2024年度以降(次期中計以降) デベロッパー事業 ー重点エリアの深耕
デベロッパー事業については39ページをご覧ください。デベロッパー事業は、今中期計画期間は先行投資フェーズとなっていますが、次期中期計画以降の「再成長」への鍵を握るのは名古屋・栄地区と大阪・心斎橋地区です。
スライドに掲載した地図には、案件開示のタイミングなどもあり十分に描ききれてはいませんが、この2つの重点開発エリアの仕込みは着実に進行しています。百貨店とパルコを中軸に多様な魅力を「面」で創出し、当社グループにしかできないエクスクルーシブな強みを発揮したいと考えています。
グループ構造改革
グループ構造改革の進捗についてご説明します。40ページをご覧ください。構造改革は、ビジネスモデル改革による固定費の削減と事業の絞り込みという2つの視点により推進しています。
固定費については、中期経営計画最終年度の2023年度において、2019年度と比べ100億円の圧縮を図ります。今年度はそのうち37億円の圧縮を予定しており、計画どおりに進捗しています。今後も経営環境の不透明な状況を考慮し、追加的な施策の検討も含めながら、グループ構造改革にスピードを上げて取り組んでいきます。
サステナビリティ経営
最後に、41ページをご覧ください。新型コロナウイルスとの戦いはもう1年半以上にもなりますが、これほどの長期戦になるということは、誰も予想できなかったと思います。一方で、9月終盤以降の当社の店頭動向でも顕著なように、日常を取り戻す動きがさまざまな場面で着実に現れつつあることを実感しています。

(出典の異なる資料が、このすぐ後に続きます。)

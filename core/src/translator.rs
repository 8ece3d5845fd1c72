//! Word-by-word translation over a loaded [`Dictionary`].
//!
//! Pipeline for one call:
//! 1. NFC-normalize and convert Chinese punctuation to Latin
//! 2. segment with the phrase trie
//! 3. resolve each token: name table, then trie, then passthrough
//! 4. drop function words
//! 5. apply the phonetic table to what survives
//! 6. join with spaces and clean up the result

use crate::dictionary::Dictionary;
use crate::normalize::normalize;
use crate::punctuation::convert_punctuation;
use crate::utils;

/// First candidate of a `/`-delimited translation list.
pub fn canonical(value: &str) -> &str {
    value.split('/').next().unwrap_or(value)
}

impl Dictionary {
    /// Canonical translation of `word`, if any tier knows it.
    ///
    /// A hit whose first candidate is empty counts as a miss and falls
    /// through to the next tier.
    pub fn resolve(&self, word: &str) -> Option<&str> {
        let from_names = self.names().get(word).map(|v| canonical(v));
        from_names
            .filter(|v| !v.is_empty())
            .or_else(|| self.trie().search(word).map(canonical))
            .filter(|v| !v.is_empty())
    }

    fn is_skipped(&self, word: &str) -> bool {
        self.config().skipped_words.iter().any(|w| w == word)
    }

    /// Translated words in order, before joining and cleanup.
    pub fn translate_words(&self, text: &str) -> Vec<String> {
        let text = convert_punctuation(&utils::nfc(text));
        self.tokenize(&text)
            .filter_map(|token| {
                let chosen = self.resolve(token.text).unwrap_or(token.text);
                if self.is_skipped(token.text) || self.is_skipped(chosen) {
                    return None;
                }
                let word = self
                    .phonetic()
                    .get(chosen)
                    .map(String::as_str)
                    .unwrap_or(chosen);
                Some(word.to_string())
            })
            .collect()
    }

    /// Translate `text`. Total over all input: never fails, and text without
    /// Chinese only goes through punctuation conversion and cleanup.
    ///
    /// # Example
    /// ```
    /// use quicktrans_core::{Config, DictionaryLoader, MemorySource};
    ///
    /// let src = MemorySource::new()
    ///     .with("Names.txt", "老五=Lão Ngũ")
    ///     .with("VietPhrase.txt", "帅气=đẹp trai/soái khí")
    ///     .with("ChinesePhienAmWords.txt", "");
    /// let dict = DictionaryLoader::new(src, Config::default()).load_all();
    ///
    /// assert_eq!(dict.translate("老五真帅气。"), "Lão Ngũ 真 đẹp trai.");
    /// ```
    pub fn translate(&self, text: &str) -> String {
        normalize(&self.translate_words(text).join(" "))
    }
}

#[cfg(test)]
mod tests {
    use super::*;
    use crate::trie::Trie;
    use crate::Config;
    use ahash::AHashMap;

    fn dict_with(phrases: &[(&str, &str)], names: &[(&str, &str)], phonetic: &[(&str, &str)]) -> Dictionary {
        let mut trie = Trie::new();
        for (k, v) in phrases.iter().chain(names) {
            trie.insert(k, v);
        }
        let names = names.iter().map(|(k, v)| (k.to_string(), v.to_string())).collect();
        let phonetic: AHashMap<String, String> =
            phonetic.iter().map(|(k, v)| (k.to_string(), v.to_string())).collect();
        Dictionary::from_tables(trie, names, phonetic, Config::default())
    }

    #[test]
    fn test_canonical_takes_first_candidate() {
        assert_eq!(canonical("đẹp trai/soái khí"), "đẹp trai");
        assert_eq!(canonical("một"), "một");
        assert_eq!(canonical("/x"), "");
    }

    #[test]
    fn test_translate_example_sentence() {
        let dict = dict_with(&[("帅气", "đẹp trai")], &[("老五", "lão Ngũ")], &[]);
        assert_eq!(
            dict.translate_words("老五真帅气"),
            vec!["lão Ngũ", "真", "đẹp trai"]
        );
        assert_eq!(dict.translate("老五真帅气"), "Lão Ngũ 真 đẹp trai");
    }

    #[test]
    fn test_names_take_priority_over_phrases() {
        let mut trie = Trie::new();
        trie.insert("老五", "năm già");
        let mut names = AHashMap::new();
        names.insert("老五".to_string(), "Lão Ngũ/Ngũ ca".to_string());
        let dict = Dictionary::from_tables(trie, names, AHashMap::new(), Config::default());

        assert_eq!(dict.trie().search("老五"), Some("năm già"));
        assert_eq!(dict.resolve("老五"), Some("Lão Ngũ"));
        assert_eq!(dict.translate("老五"), "Lão Ngũ");
    }

    #[test]
    fn test_phrases_used_when_name_missing() {
        let dict = dict_with(&[("老五", "năm già")], &[], &[]);
        assert_eq!(dict.resolve("老五"), Some("năm già"));
    }

    #[test]
    fn test_empty_candidate_falls_through() {
        let mut trie = Trie::new();
        trie.insert("老五", "Lão Ngũ");
        let mut names = AHashMap::new();
        names.insert("老五".to_string(), "".to_string());
        let dict = Dictionary::from_tables(trie, names, AHashMap::new(), Config::default());

        assert_eq!(dict.resolve("老五"), Some("Lão Ngũ"));
    }

    #[test]
    fn test_function_words_are_dropped() {
        let dict = dict_with(&[("我", "ta"), ("书", "sách")], &[], &[]);
        assert_eq!(dict.translate_words("我的书"), vec!["ta", "sách"]);
        assert_eq!(dict.translate("我的书"), "Ta sách");
        assert_eq!(dict.translate("的了著"), "");
    }

    #[test]
    fn test_function_word_dropped_by_translation() {
        let dict = dict_with(&[("之", "的")], &[], &[]);
        assert_eq!(dict.translate_words("之"), Vec::<String>::new());
    }

    #[test]
    fn test_phonetic_substitution_applies_after_lookup() {
        let dict = dict_with(&[("帅气", "soái khí/đẹp trai")], &[], &[("soái khí", "suất khí")]);
        assert_eq!(dict.translate("帅气"), "Suất khí");
    }

    #[test]
    fn test_phonetic_applies_to_untranslated_tokens() {
        let dict = dict_with(&[], &[], &[("真", "chân")]);
        assert_eq!(dict.translate("真"), "Chân");
    }

    #[test]
    fn test_punctuation_and_capitalization() {
        let dict = dict_with(&[("你好", "xin chào"), ("朋友", "bằng hữu")], &[], &[]);
        assert_eq!(dict.translate("你好。朋友！"), "Xin chào. Bằng hữu!");
        assert_eq!(dict.translate("“你好”，朋友"), "\"Xin chào\", bằng hữu");
    }

    #[test]
    fn test_lines_are_kept() {
        let dict = dict_with(&[("你好", "xin chào"), ("朋友", "bằng hữu")], &[], &[]);
        assert_eq!(dict.translate("你好\n朋友"), "Xin chào\nBằng hữu");
    }

    #[test]
    fn test_non_chinese_input_is_only_normalized() {
        let dict = dict_with(&[], &[], &[]);
        assert_eq!(dict.translate(""), "");
        assert_eq!(dict.translate("hello  world ."), "Hello world.");
    }
}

当社グループもしっかりと前を向き、新型コロナウイルスとの共存、そしてコロナ禍後を見据えた取り組みを加速するフェーズに入ってきたものと捉えています。今般の新型コロナウイルスのようなパンデミックは無論のこと、想定外のことは今後も間違いなく起こり得ます。その想定外をどれだけ極小化し想定内に収められるかが、極めて重要になってくると考えています。
そのため、我々はもっと変化に強くならなければなりません。環境変化に翻弄されていては、中長期的なあるべき姿に向けるエネルギーが削がれてしまいます。成功体験に覆われた旧来型の分厚い自らの殻を破り、本気で変わる覚悟が不可欠です。
「変革なくして、完全復活なし。」、本質的な課題から決して目をそらさず真正面から向き合い、愚直にかつスピードを上げて企業と社会のサステナビリティを実現する、まさに次元を超えた変革に取り組みます。
<参考>2020年度セグメント別実績(新セグメント適用に伴う遡及修正)
補足になりますが、今期からの新しいセグメントの基準で前年実績を四半期ごとに遡及修正した数値資料、および休業に伴う固定費振替の主要会社の実績を、43ページと44ページに掲載しています。後ほどご参照いただけたらと思います。ご清聴ありがとうございました。